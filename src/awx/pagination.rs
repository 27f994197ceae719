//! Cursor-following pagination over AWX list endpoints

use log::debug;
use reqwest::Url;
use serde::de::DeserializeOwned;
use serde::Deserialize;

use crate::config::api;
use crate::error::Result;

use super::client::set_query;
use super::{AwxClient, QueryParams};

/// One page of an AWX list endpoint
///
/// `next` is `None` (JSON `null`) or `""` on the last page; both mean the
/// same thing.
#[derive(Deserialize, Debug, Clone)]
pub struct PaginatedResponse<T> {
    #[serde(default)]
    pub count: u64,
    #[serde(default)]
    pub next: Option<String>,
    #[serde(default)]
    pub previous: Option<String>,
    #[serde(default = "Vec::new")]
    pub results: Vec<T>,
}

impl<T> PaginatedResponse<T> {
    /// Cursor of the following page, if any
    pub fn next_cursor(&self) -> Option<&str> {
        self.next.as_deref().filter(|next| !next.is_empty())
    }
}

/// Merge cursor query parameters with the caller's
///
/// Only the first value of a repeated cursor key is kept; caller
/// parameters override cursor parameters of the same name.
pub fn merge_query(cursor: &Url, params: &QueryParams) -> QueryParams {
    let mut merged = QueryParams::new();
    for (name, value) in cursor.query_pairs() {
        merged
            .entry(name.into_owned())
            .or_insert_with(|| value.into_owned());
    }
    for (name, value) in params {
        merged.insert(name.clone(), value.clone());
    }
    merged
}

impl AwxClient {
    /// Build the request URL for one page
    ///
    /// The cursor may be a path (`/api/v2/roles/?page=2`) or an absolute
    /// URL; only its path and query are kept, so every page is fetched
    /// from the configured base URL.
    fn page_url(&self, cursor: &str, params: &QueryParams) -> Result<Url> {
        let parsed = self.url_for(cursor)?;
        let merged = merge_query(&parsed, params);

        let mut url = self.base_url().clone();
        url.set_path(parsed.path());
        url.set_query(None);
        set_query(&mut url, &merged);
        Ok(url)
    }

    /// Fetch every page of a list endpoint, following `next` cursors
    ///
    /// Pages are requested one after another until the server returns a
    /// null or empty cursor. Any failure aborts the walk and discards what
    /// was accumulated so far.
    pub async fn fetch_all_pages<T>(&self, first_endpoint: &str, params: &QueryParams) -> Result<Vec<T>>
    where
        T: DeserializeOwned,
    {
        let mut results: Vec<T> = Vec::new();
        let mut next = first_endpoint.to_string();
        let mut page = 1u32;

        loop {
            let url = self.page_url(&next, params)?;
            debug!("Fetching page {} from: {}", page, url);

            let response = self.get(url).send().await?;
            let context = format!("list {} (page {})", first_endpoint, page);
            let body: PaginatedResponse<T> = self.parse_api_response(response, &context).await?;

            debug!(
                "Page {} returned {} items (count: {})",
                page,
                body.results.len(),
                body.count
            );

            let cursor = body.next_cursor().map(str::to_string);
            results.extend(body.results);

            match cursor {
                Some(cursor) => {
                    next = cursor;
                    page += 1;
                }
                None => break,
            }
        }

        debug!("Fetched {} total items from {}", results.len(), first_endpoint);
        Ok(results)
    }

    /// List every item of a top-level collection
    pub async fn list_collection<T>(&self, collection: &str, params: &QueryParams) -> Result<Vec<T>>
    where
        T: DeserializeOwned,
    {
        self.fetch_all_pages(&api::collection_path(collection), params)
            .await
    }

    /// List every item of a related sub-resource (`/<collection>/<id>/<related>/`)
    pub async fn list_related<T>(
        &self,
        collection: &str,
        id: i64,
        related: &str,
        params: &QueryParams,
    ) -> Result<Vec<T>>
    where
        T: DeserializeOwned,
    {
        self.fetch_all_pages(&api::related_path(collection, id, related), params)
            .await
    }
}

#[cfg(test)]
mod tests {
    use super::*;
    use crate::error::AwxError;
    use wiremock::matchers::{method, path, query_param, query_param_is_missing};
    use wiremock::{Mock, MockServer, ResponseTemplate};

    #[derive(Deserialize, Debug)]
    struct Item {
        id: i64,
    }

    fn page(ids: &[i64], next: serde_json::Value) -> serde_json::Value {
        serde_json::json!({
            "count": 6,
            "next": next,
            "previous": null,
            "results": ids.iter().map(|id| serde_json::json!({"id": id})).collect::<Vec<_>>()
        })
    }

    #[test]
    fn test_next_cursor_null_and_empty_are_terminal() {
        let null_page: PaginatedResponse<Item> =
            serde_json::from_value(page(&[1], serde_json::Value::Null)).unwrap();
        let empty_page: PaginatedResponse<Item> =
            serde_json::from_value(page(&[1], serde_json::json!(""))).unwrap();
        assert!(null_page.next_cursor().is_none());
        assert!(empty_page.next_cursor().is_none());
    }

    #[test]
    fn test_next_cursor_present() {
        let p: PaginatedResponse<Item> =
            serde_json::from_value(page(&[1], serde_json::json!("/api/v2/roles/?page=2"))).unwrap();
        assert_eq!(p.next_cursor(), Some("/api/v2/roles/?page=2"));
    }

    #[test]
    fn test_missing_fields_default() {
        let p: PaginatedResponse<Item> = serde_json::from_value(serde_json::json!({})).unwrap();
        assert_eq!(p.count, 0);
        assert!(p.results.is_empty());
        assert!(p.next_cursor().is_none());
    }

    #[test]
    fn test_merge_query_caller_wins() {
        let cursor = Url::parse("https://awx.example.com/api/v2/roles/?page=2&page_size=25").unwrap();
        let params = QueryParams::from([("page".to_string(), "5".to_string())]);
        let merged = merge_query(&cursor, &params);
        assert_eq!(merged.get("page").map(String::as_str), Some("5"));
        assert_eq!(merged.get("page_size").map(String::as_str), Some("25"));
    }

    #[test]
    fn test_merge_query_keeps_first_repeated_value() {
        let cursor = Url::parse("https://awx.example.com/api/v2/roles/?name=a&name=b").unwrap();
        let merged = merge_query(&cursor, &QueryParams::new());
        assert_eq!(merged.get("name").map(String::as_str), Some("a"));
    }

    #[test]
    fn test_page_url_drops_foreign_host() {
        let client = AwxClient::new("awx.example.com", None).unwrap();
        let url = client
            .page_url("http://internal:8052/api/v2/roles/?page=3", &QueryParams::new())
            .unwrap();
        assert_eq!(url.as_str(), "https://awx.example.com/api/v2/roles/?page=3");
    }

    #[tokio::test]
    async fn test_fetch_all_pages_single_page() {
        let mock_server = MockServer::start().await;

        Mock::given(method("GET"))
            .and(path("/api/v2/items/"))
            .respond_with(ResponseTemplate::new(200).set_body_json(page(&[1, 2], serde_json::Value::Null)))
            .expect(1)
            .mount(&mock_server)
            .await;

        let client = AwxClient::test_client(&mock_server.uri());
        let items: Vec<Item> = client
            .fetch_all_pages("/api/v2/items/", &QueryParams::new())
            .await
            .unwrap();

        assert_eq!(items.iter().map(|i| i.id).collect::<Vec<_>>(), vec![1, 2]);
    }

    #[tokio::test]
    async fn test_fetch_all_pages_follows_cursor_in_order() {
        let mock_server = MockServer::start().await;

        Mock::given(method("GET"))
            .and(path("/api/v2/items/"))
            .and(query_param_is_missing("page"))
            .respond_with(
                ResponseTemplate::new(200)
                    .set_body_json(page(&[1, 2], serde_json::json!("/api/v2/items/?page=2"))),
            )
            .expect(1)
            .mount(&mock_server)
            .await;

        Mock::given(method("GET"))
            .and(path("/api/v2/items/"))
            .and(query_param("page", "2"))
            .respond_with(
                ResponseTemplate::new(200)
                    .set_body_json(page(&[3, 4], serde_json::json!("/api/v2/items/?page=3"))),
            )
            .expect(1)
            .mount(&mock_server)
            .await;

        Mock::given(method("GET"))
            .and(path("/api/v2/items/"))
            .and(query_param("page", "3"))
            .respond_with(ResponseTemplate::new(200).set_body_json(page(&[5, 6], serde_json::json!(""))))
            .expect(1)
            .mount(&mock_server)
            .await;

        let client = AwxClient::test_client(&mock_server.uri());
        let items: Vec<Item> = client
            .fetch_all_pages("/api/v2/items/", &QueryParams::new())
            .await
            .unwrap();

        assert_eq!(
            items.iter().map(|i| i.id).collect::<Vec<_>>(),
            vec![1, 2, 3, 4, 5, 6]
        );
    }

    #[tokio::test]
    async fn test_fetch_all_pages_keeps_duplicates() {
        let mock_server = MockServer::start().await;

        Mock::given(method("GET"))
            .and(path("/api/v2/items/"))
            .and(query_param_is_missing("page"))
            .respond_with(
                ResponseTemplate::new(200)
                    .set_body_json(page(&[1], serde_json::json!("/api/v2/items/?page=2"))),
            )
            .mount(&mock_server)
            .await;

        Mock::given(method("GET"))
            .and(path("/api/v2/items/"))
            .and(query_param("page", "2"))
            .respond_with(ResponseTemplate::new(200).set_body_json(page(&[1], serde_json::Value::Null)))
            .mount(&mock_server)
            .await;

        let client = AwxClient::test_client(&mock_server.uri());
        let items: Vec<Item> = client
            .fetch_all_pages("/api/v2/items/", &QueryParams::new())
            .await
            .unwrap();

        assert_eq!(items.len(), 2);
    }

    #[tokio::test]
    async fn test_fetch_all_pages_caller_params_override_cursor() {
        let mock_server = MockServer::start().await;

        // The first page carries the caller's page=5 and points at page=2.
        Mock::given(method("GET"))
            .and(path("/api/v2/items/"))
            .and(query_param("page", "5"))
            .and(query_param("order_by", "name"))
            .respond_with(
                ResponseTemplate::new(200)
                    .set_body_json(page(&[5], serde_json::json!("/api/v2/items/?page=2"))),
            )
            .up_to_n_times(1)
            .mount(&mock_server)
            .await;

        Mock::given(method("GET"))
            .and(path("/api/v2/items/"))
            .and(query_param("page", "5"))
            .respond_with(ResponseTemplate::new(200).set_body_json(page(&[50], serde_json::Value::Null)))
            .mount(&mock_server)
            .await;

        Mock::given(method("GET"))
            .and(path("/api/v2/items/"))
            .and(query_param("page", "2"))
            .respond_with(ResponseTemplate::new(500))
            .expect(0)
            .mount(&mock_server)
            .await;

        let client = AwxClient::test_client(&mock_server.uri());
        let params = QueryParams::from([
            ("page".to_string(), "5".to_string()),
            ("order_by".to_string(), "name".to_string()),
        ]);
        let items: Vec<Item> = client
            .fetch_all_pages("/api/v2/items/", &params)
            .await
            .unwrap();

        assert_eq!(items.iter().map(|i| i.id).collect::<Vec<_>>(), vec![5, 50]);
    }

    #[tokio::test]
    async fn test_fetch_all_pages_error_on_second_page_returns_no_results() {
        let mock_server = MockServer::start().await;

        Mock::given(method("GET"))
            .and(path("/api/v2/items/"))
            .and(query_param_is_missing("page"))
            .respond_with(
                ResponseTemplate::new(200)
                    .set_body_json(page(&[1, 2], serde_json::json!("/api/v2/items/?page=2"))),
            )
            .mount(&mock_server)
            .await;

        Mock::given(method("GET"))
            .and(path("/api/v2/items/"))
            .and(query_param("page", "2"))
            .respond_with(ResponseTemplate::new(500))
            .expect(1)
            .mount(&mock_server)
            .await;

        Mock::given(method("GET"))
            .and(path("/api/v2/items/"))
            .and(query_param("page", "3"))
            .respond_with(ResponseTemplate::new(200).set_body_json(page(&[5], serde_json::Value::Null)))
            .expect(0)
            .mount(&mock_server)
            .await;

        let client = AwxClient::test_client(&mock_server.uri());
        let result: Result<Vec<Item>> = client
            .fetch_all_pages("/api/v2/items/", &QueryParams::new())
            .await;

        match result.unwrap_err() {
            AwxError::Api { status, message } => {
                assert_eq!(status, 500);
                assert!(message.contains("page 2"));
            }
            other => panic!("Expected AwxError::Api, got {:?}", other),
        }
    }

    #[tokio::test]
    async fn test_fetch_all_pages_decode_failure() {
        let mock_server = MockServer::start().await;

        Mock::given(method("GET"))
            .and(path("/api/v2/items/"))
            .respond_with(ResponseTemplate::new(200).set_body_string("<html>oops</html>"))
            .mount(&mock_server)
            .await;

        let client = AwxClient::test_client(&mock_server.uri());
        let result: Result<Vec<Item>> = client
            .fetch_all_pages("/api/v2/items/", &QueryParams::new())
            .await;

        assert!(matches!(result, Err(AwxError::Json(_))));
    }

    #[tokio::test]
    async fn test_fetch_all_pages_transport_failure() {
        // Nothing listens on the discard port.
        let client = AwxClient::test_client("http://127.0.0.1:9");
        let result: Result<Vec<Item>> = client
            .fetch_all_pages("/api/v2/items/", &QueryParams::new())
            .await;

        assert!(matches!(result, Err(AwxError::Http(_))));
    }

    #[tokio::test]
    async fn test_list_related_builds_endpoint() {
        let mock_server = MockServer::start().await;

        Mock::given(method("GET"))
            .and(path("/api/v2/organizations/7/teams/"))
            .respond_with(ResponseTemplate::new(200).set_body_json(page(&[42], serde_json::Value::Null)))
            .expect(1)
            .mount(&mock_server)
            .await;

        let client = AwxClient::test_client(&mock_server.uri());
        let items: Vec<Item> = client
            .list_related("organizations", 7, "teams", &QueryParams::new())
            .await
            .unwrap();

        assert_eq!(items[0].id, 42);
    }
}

- [Task description]
What lines in the records above include the string "collection"? Copy each one.

- [Task solution]
    /// List every item of a top-level collection
    pub async fn list_collection<T>(&self, collection: &str, params: &QueryParams) -> Result<Vec<T>>
        self.fetch_all_pages(&api::collection_path(collection), params)
    /// List every item of a related sub-resource (`/<collection>/<id>/<related>/`)
        collection: &str,
        self.fetch_all_pages(&api::related_path(collection, id, related), params)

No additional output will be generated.